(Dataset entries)
----------------------------------------
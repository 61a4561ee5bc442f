//! The read-side engine: header validation, the one-shot relocation pass,
//! and typed root access.
//!
//! Construction consumes a finished image, either as an in-memory byte
//! buffer ([`Decoder::new`]) or as a copy-on-write memory-mapped file
//! ([`Decoder::open`]). Both paths validate the header, then walk the
//! fixup table exactly once, rewriting every recorded pointer slot from a
//! relative byte offset to a real address. Cost is O(number of fixups),
//! never O(graph size); after construction the graph is reached through
//! ordinary pointer dereferencing.
//!
//! Pointers handed out by [`root_ptr`](Decoder::root_ptr) borrow the
//! decoder's buffer and are only valid while the decoder is alive.
//! Dereferencing one after the decoder is dropped is a use-after-free the
//! caller must avoid.

use std::alloc::{self, Layout};
use std::fs::File;
use std::path::Path;
use std::ptr::{self, NonNull};

use memmap2::{MmapMut, MmapOptions};

use crate::error::{RelocodeError, Result};
use crate::format::{Header, FORMAT_VERSION, HEADER_SIZE, MAX_ALIGN};
use crate::location::{Location, RawLocation};

/// The decoding engine. Exclusively owns its backing buffer for its
/// lifetime and releases it on drop.
#[derive(Debug)]
pub struct Decoder {
    storage: Storage,
    header: Header,
}

/// Where the decoded image lives.
#[derive(Debug)]
enum Storage {
    /// A heap allocation aligned to [`MAX_ALIGN`], copied from the
    /// caller's bytes. The allocation address is stable under moves of
    /// the decoder.
    Owned(AlignedBuf),
    /// A private copy-on-write file mapping. Relocation dirties private
    /// pages; the file on disk is never modified. Page alignment
    /// satisfies [`MAX_ALIGN`].
    Mapped(MmapMut),
}

impl Storage {
    fn base(&self) -> *mut u8 {
        match self {
            Self::Owned(buf) => buf.as_mut_ptr(),
            Self::Mapped(mmap) => mmap.as_ptr().cast_mut(),
        }
    }
}

impl Decoder {
    /// Decodes an in-memory image, consuming the bytes.
    ///
    /// The bytes are copied into an allocation aligned to [`MAX_ALIGN`],
    /// so the caller's buffer alignment does not matter and relocation is
    /// independent of any address captured at encode time.
    ///
    /// # Errors
    ///
    /// [`RelocodeError::BufferTooSmall`] if the buffer cannot hold a
    /// header; [`RelocodeError::VersionMismatch`] if the header's version
    /// is not [`FORMAT_VERSION`]. No partially valid decoder is ever
    /// produced.
    pub fn new(bytes: Vec<u8>) -> Result<Self> {
        if bytes.len() < HEADER_SIZE {
            return Err(RelocodeError::BufferTooSmall {
                len: bytes.len(),
                required: HEADER_SIZE,
            });
        }
        Self::from_storage(Storage::Owned(AlignedBuf::copy_from(&bytes)))
    }

    /// Decodes an image file through a private copy-on-write mapping.
    ///
    /// The relocation pass writes only to private pages; reopening the
    /// file later observes the original encoded bytes.
    ///
    /// # Errors
    ///
    /// [`RelocodeError::Io`] for open/map failures, plus the structural
    /// errors of [`Decoder::new`].
    pub fn open<P: AsRef<Path>>(path: P) -> Result<Self> {
        let file = File::open(path)?;
        let file_len = file.metadata()?.len();
        if file_len < HEADER_SIZE as u64 {
            return Err(RelocodeError::BufferTooSmall {
                len: file_len as usize,
                required: HEADER_SIZE,
            });
        }

        // Safety: mapping a file is unsound if another process truncates
        // it mid-read; the mapping is private (copy-on-write), so the
        // usual mmap caveat is accepted and our writes never reach disk.
        let mmap = unsafe { MmapOptions::new().map_copy(&file)? };
        Self::from_storage(Storage::Mapped(mmap))
    }

    fn from_storage(storage: Storage) -> Result<Self> {
        let base = storage.base();

        // Offset 0 is the header; base alignment >= MAX_ALIGN covers its
        // natural alignment.
        let header = unsafe { ptr::read(base.cast::<Header>()) };
        if header.version != FORMAT_VERSION {
            return Err(RelocodeError::VersionMismatch {
                found: header.version,
                expected: FORMAT_VERSION,
            });
        }

        // Relocation: every fixup slot currently holds a relative byte
        // offset; adding the base address turns it into a real pointer.
        // Runs exactly once, before any pointer is handed out.
        unsafe {
            let table = base.add(header.fixup_table.byte_offset()).cast::<RawLocation>();
            for index in 0..header.fixup_count {
                let entry = ptr::read(table.add(index));
                let slot = base.add(entry.byte_offset()).cast::<usize>();
                *slot += base as usize;
            }
        }

        Ok(Self { storage, header })
    }

    /// Number of roots recorded at encode time.
    pub fn root_count(&self) -> usize {
        self.header.root_count
    }

    /// A typed pointer to the root at `index`, in append order.
    ///
    /// The pointer is dereferenceable (modulo the caller supplying the
    /// type the root was encoded as) and valid for the decoder's
    /// lifetime.
    ///
    /// # Panics
    ///
    /// Panics if `index` is out of range; asking for a root that was
    /// never appended is a caller bug.
    pub fn root_ptr<T>(&self, index: usize) -> *mut T {
        assert!(
            index < self.header.root_count,
            "root index {index} out of range (only {} roots encoded)",
            self.header.root_count
        );
        let base = self.storage.base();
        unsafe {
            let table = base.add(self.header.root_table.byte_offset()).cast::<RawLocation>();
            let entry = ptr::read(table.add(index));
            base.add(entry.byte_offset()).cast()
        }
    }

    /// A shared reference to the root at `index`.
    ///
    /// # Safety
    ///
    /// `T` must be the type the root was encoded as, and the caller must
    /// not hold a conflicting mutable borrow of the same graph memory.
    pub unsafe fn root_ref<T>(&self, index: usize) -> &T {
        &*self.root_ptr(index)
    }
}

/// A heap allocation with [`MAX_ALIGN`] base alignment.
struct AlignedBuf {
    ptr: NonNull<u8>,
    len: usize,
}

impl AlignedBuf {
    fn copy_from(bytes: &[u8]) -> Self {
        let layout =
            Layout::from_size_align(bytes.len(), MAX_ALIGN).expect("image length overflows Layout");
        // Callers check for a non-empty buffer before allocating.
        let ptr = unsafe { alloc::alloc(layout) };
        let Some(ptr) = NonNull::new(ptr) else {
            alloc::handle_alloc_error(layout);
        };
        unsafe {
            ptr::copy_nonoverlapping(bytes.as_ptr(), ptr.as_ptr(), bytes.len());
        }
        Self {
            ptr,
            len: bytes.len(),
        }
    }

    fn as_mut_ptr(&self) -> *mut u8 {
        self.ptr.as_ptr()
    }
}

impl Drop for AlignedBuf {
    fn drop(&mut self) {
        // Layout reconstruction cannot fail: it succeeded at allocation.
        if let Ok(layout) = Layout::from_size_align(self.len, MAX_ALIGN) {
            unsafe { alloc::dealloc(self.ptr.as_ptr(), layout) };
        }
    }
}

impl std::fmt::Debug for AlignedBuf {
    fn fmt(&self, f: &mut std::fmt::Formatter<'_>) -> std::fmt::Result {
        f.debug_struct("AlignedBuf")
            .field("ptr", &self.ptr)
            .field("len", &self.len)
            .finish()
    }
}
----------------------------------------
» **WORK REQUIRED**: The data should be copied out in full, exactly as it reads.

» **RESPONSE TO THIS EXERCISE**:
repository 61a4561ee5bc442f
//! The read-side engine: header validation, the one-shot relocation pass,
//! and typed root access.
//!
//! Construction consumes a finished image, either as an in-memory byte
//! buffer ([`Decoder::new`]) or as a copy-on-write memory-mapped file
//! ([`Decoder::open`]). Both paths validate the header, then walk the
//! fixup table exactly once, rewriting every recorded pointer slot from a
//! relative byte offset to a real address. Cost is O(number of fixups),
//! never O(graph size); after construction the graph is reached through
//! ordinary pointer dereferencing.
//!
//! Pointers handed out by [`root_ptr`](Decoder::root_ptr) borrow the
//! decoder's buffer and are only valid while the decoder is alive.
//! Dereferencing one after the decoder is dropped is a use-after-free the
//! caller must avoid.

use std::alloc::{self, Layout};
use std::fs::File;
use std::path::Path;
use std::ptr::{self, NonNull};

use memmap2::{MmapMut, MmapOptions};

use crate::error::{RelocodeError, Result};
use crate::format::{Header, FORMAT_VERSION, HEADER_SIZE, MAX_ALIGN};
use crate::location::{Location, RawLocation};

/// The decoding engine. Exclusively owns its backing buffer for its
/// lifetime and releases it on drop.
#[derive(Debug)]
pub struct Decoder {
    storage: Storage,
    header: Header,
}

/// Where the decoded image lives.
#[derive(Debug)]
enum Storage {
    /// A heap allocation aligned to [`MAX_ALIGN`], copied from the
    /// caller's bytes. The allocation address is stable under moves of
    /// the decoder.
    Owned(AlignedBuf),
    /// A private copy-on-write file mapping. Relocation dirties private
    /// pages; the file on disk is never modified. Page alignment
    /// satisfies [`MAX_ALIGN`].
    Mapped(MmapMut),
}

impl Storage {
    fn base(&self) -> *mut u8 {
        match self {
            Self::Owned(buf) => buf.as_mut_ptr(),
            Self::Mapped(mmap) => mmap.as_ptr().cast_mut(),
        }
    }
}

impl Decoder {
    /// Decodes an in-memory image, consuming the bytes.
    ///
    /// The bytes are copied into an allocation aligned to [`MAX_ALIGN`],
    /// so the caller's buffer alignment does not matter and relocation is
    /// independent of any address captured at encode time.
    ///
    /// # Errors
    ///
    /// [`RelocodeError::BufferTooSmall`] if the buffer cannot hold a
    /// header; [`RelocodeError::VersionMismatch`] if the header's version
    /// is not [`FORMAT_VERSION`]. No partially valid decoder is ever
    /// produced.
    pub fn new(bytes: Vec<u8>) -> Result<Self> {
        if bytes.len() < HEADER_SIZE {
            return Err(RelocodeError::BufferTooSmall {
                len: bytes.len(),
                required: HEADER_SIZE,
            });
        }
        Self::from_storage(Storage::Owned(AlignedBuf::copy_from(&bytes)))
    }

    /// Decodes an image file through a private copy-on-write mapping.
    ///
    /// The relocation pass writes only to private pages; reopening the
    /// file later observes the original encoded bytes.
    ///
    /// # Errors
    ///
    /// [`RelocodeError::Io`] for open/map failures, plus the structural
    /// errors of [`Decoder::new`].
    pub fn open<P: AsRef<Path>>(path: P) -> Result<Self> {
        let file = File::open(path)?;
        let file_len = file.metadata()?.len();
        if file_len < HEADER_SIZE as u64 {
            return Err(RelocodeError::BufferTooSmall {
                len: file_len as usize,
                required: HEADER_SIZE,
            });
        }

        // Safety: mapping a file is unsound if another process truncates
        // it mid-read; the mapping is private (copy-on-write), so the
        // usual mmap caveat is accepted and our writes never reach disk.
        let mmap = unsafe { MmapOptions::new().map_copy(&file)? };
        Self::from_storage(Storage::Mapped(mmap))
    }

    fn from_storage(storage: Storage) -> Result<Self> {
        let base = storage.base();

        // Offset 0 is the header; base alignment >= MAX_ALIGN covers its
        // natural alignment.
        let header = unsafe { ptr::read(base.cast::<Header>()) };
        if header.version != FORMAT_VERSION {
            return Err(RelocodeError::VersionMismatch {
                found: header.version,
                expected: FORMAT_VERSION,
            });
        }

        // Relocation: every fixup slot currently holds a relative byte
        // offset; adding the base address turns it into a real pointer.
        // Runs exactly once, before any pointer is handed out.
        unsafe {
            let table = base.add(header.fixup_table.byte_offset()).cast::<RawLocation>();
            for index in 0..header.fixup_count {
                let entry = ptr::read(table.add(index));
                let slot = base.add(entry.byte_offset()).cast::<usize>();
                *slot += base as usize;
            }
        }

        Ok(Self { storage, header })
    }

    /// Number of roots recorded at encode time.
    pub fn root_count(&self) -> usize {
        self.header.root_count
    }

    /// A typed pointer to the root at `index`, in append order.
    ///
    /// The pointer is dereferenceable (modulo the caller supplying the
    /// type the root was encoded as) and valid for the decoder's
    /// lifetime.
    ///
    /// # Panics
    ///
    /// Panics if `index` is out of range; asking for a root that was
    /// never appended is a caller bug.
    pub fn root_ptr<T>(&self, index: usize) -> *mut T {
        assert!(
            index < self.header.root_count,
            "root index {index} out of range (only {} roots encoded)",
            self.header.root_count
        );
        let base = self.storage.base();
        unsafe {
            let table = base.add(self.header.root_table.byte_offset()).cast::<RawLocation>();
            let entry = ptr::read(table.add(index));
            base.add(entry.byte_offset()).cast()
        }
    }

    /// A shared reference to the root at `index`.
    ///
    /// # Safety
    ///
    /// `T` must be the type the root was encoded as, and the caller must
    /// not hold a conflicting mutable borrow of the same graph memory.
    pub unsafe fn root_ref<T>(&self, index: usize) -> &T {
        &*self.root_ptr(index)
    }
}

/// A heap allocation with [`MAX_ALIGN`] base alignment.
struct AlignedBuf {
    ptr: NonNull<u8>,
    len: usize,
}

impl AlignedBuf {
    fn copy_from(bytes: &[u8]) -> Self {
        let layout =
            Layout::from_size_align(bytes.len(), MAX_ALIGN).expect("image length overflows Layout");
        // Callers check for a non-empty buffer before allocating.
        let ptr = unsafe { alloc::alloc(layout) };
        let Some(ptr) = NonNull::new(ptr) else {
            alloc::handle_alloc_error(layout);
        };
        unsafe {
            ptr::copy_nonoverlapping(bytes.as_ptr(), ptr.as_ptr(), bytes.len());
        }
        Self {
            ptr,
            len: bytes.len(),
        }
    }

    fn as_mut_ptr(&self) -> *mut u8 {
        self.ptr.as_ptr()
    }
}

impl Drop for AlignedBuf {
    fn drop(&mut self) {
        // Layout reconstruction cannot fail: it succeeded at allocation.
        if let Ok(layout) = Layout::from_size_align(self.len, MAX_ALIGN) {
            unsafe { alloc::dealloc(self.ptr.as_ptr(), layout) };
        }
    }
}

impl std::fmt::Debug for AlignedBuf {
    fn fmt(&self, f: &mut std::fmt::Formatter<'_>) -> std::fmt::Result {
        f.debug_struct("AlignedBuf")
            .field("ptr", &self.ptr)
            .field("len", &self.len)
            .finish()
    }
}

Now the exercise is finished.